The lines from the top of the records below through the one containing "identifiers, in document order." are to be transcribed exactly, and nothing else is to be added.

▼▼▼

/// What the host found on the page.
#[derive(Debug, Clone, Default, PartialEq)]
pub struct PageLayout {
    /// The fixed header exists.
    pub header: bool,
    /// Mobile menu toggle button.
    pub menu_toggle: Option<NodeId>,
    /// Navigation container.
    pub nav_menu: Option<NodeId>,
    /// Back-to-top button.
    pub back_to_top: Option<NodeId>,
    /// Hero background layer.
    pub hero_background: Option<NodeId>,
    /// Navigation links, in document order.
    pub nav_links: Vec<NavLinkRecord>,
    /// Sections with identifiers, in document order.
    pub sections: Vec<SectionRecord>,
    /// Other elements an in-page link may target (a newsletter block, a
    /// footer), with their offsets.
    pub anchor_targets: Vec<SectionRecord>,
    /// Elements marked for reveal-on-scroll.
    pub animated: Vec<NodeId>,
    /// Newsletter forms.
    pub newsletter_forms: Vec<NodeId>,
}

impl PageLayout {
    /// Which chrome toggles have an element to drive.
    #[must_use]
    pub fn chrome_features(&self) -> ChromeFeatures {
        ChromeFeatures {
            header: self.header,
            back_to_top: self.back_to_top.is_some(),
            hero_background: self.hero_background.is_some(),
        }
    }

    /// The mobile menu needs both its toggle and its container.
    #[must_use]
    pub fn has_menu(&self) -> bool {
        self.menu_toggle.is_some() && self.nav_menu.is_some()
    }
}

/// Controllers that live only while a page is attached.
#[derive(Debug)]
struct AttachedPage {
    layout: PageLayout,
    loaded: bool,
    chrome: ChromeController,
    menu: Option<MenuController>,
    sections: ActiveSectionTracker,
    section_gate: ThrottleWindow,
    section_dirty: bool,
    reveal: RevealTracker,
    scroll: ScrollSnapshot,
}

impl AttachedPage {
    fn new(layout: PageLayout, config: &PageConfig) -> Self {
        let mut reveal = RevealTracker::new(config.to_intersection_options());
        for &element in &layout.animated {
            reveal.observe(element);
        }
        Self {
            chrome: ChromeController::new(config.to_chrome_config(), layout.chrome_features()),
            menu: layout.has_menu().then(MenuController::new),
            sections: ActiveSectionTracker::new(config.to_active_section_config()),
            section_gate: ThrottleWindow::new(config.section_throttle()),
            section_dirty: false,
            reveal,
            scroll: ScrollSnapshot::default(),
            loaded: false,
            layout,
        }
    }

    fn recompute_sections(&mut self) {
        let changed =
            self.sections
                .update(&self.layout.sections, &self.layout.nav_links, self.scroll.scroll_y);
        self.section_dirty = false;
        if changed {
            tracing::debug!(
                current = self.sections.current().unwrap_or(""),
                active_links = self.sections.active_links().len(),
                "active section changed"
            );
        }
    }

    /// Run a pending active-section refresh if the throttle window allows.
    fn flush_sections(&mut self, now: Duration) {
        if self.section_dirty && self.section_gate.try_acquire(now) {
            self.recompute_sections();
        }
    }

    fn on_load(&mut self, restored: Option<ScrollSnapshot>, now: Duration) {
        if let Some(scroll) = restored {
            self.on_scroll(scroll);
        }
        self.loaded = true;
        self.section_gate.try_acquire(now);
        self.recompute_sections();
    }

    fn on_relayout(&mut self, sections: Vec<SectionRecord>, anchor_targets: Vec<SectionRecord>) {
        tracing::debug!(
            sections = sections.len(),
            anchor_targets = anchor_targets.len(),
            "geometry refreshed"
        );
        self.layout.sections = sections;
        self.layout.anchor_targets = anchor_targets;
        self.section_dirty = true;
    }

    fn on_scroll(&mut self, scroll: ScrollSnapshot) {
        self.scroll = scroll;
        if self.chrome.on_scroll(scroll) {
            tracing::trace!(
                scroll_y = scroll.scroll_y,
                flags = self.chrome.flags().bits(),
                "chrome updated"
            );
        }
        self.section_dirty = true;
    }

    fn on_click(&mut self, click: &ClickEvent, header_offset: f64, effects: &mut Vec<Effect>) {
        if click.is_within(ElementRole::BackToTop)
            && let Some(top) = self.chrome.back_to_top_target()
        {
            effects.push(Effect::ScrollTo { top, smooth: true });
        }

        if let Some(href) = click
            .closest_by(Element::is_fragment_link)
            .and_then(|anchor| anchor.href.as_deref())
        {
            let targets = self.layout.sections.iter().chain(&self.layout.anchor_targets);
            match resolve_anchor(href, targets, header_offset) {
                AnchorOutcome::Ignore => {}
                AnchorOutcome::PreventOnly => effects.push(Effect::PreventDefault),
                AnchorOutcome::ScrollTo { top } => {
                    effects.push(Effect::PreventDefault);
                    effects.push(Effect::ScrollTo { top, smooth: true });
                }
            }
        }

        if let Some(menu) = self.menu.as_mut()
            && let Some(transition) = menu.on_click(click)
        {
            tracing::debug!(
                from = ?transition.from,
                to = ?transition.to,
                cause = ?transition.cause,
                "menu transition"
            );
        }
    }

    fn next_deadline(&self) -> Option<Duration> {
        self.section_dirty
            .then(|| self.section_gate.window_end().unwrap_or(Duration::ZERO))
    }

    fn render_into(&self, state: &mut UiState) {
        state.body_loaded = self.loaded;
        state.chrome = self.chrome.flags();
        state.hero_offset = self.chrome.hero_offset();
        state.menu = self
            .menu
            .as_ref()
            .map_or(MenuState::Closed, MenuController::state);
        state.active_links = self.sections.active_links().iter().copied().collect();
        state.revealed = self.reveal.revealed().collect::<BTreeSet<_>>();
    }
}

▲▲▲

**Your solution**:
/// What the host found on the page.
#[derive(Debug, Clone, Default, PartialEq)]
pub struct PageLayout {
    /// The fixed header exists.
    pub header: bool,
    /// Mobile menu toggle button.
    pub menu_toggle: Option<NodeId>,
    /// Navigation container.
    pub nav_menu: Option<NodeId>,
    /// Back-to-top button.
    pub back_to_top: Option<NodeId>,
    /// Hero background layer.
    pub hero_background: Option<NodeId>,
    /// Navigation links, in document order.
    pub nav_links: Vec<NavLinkRecord>,
    /// Sections with identifiers, in document order.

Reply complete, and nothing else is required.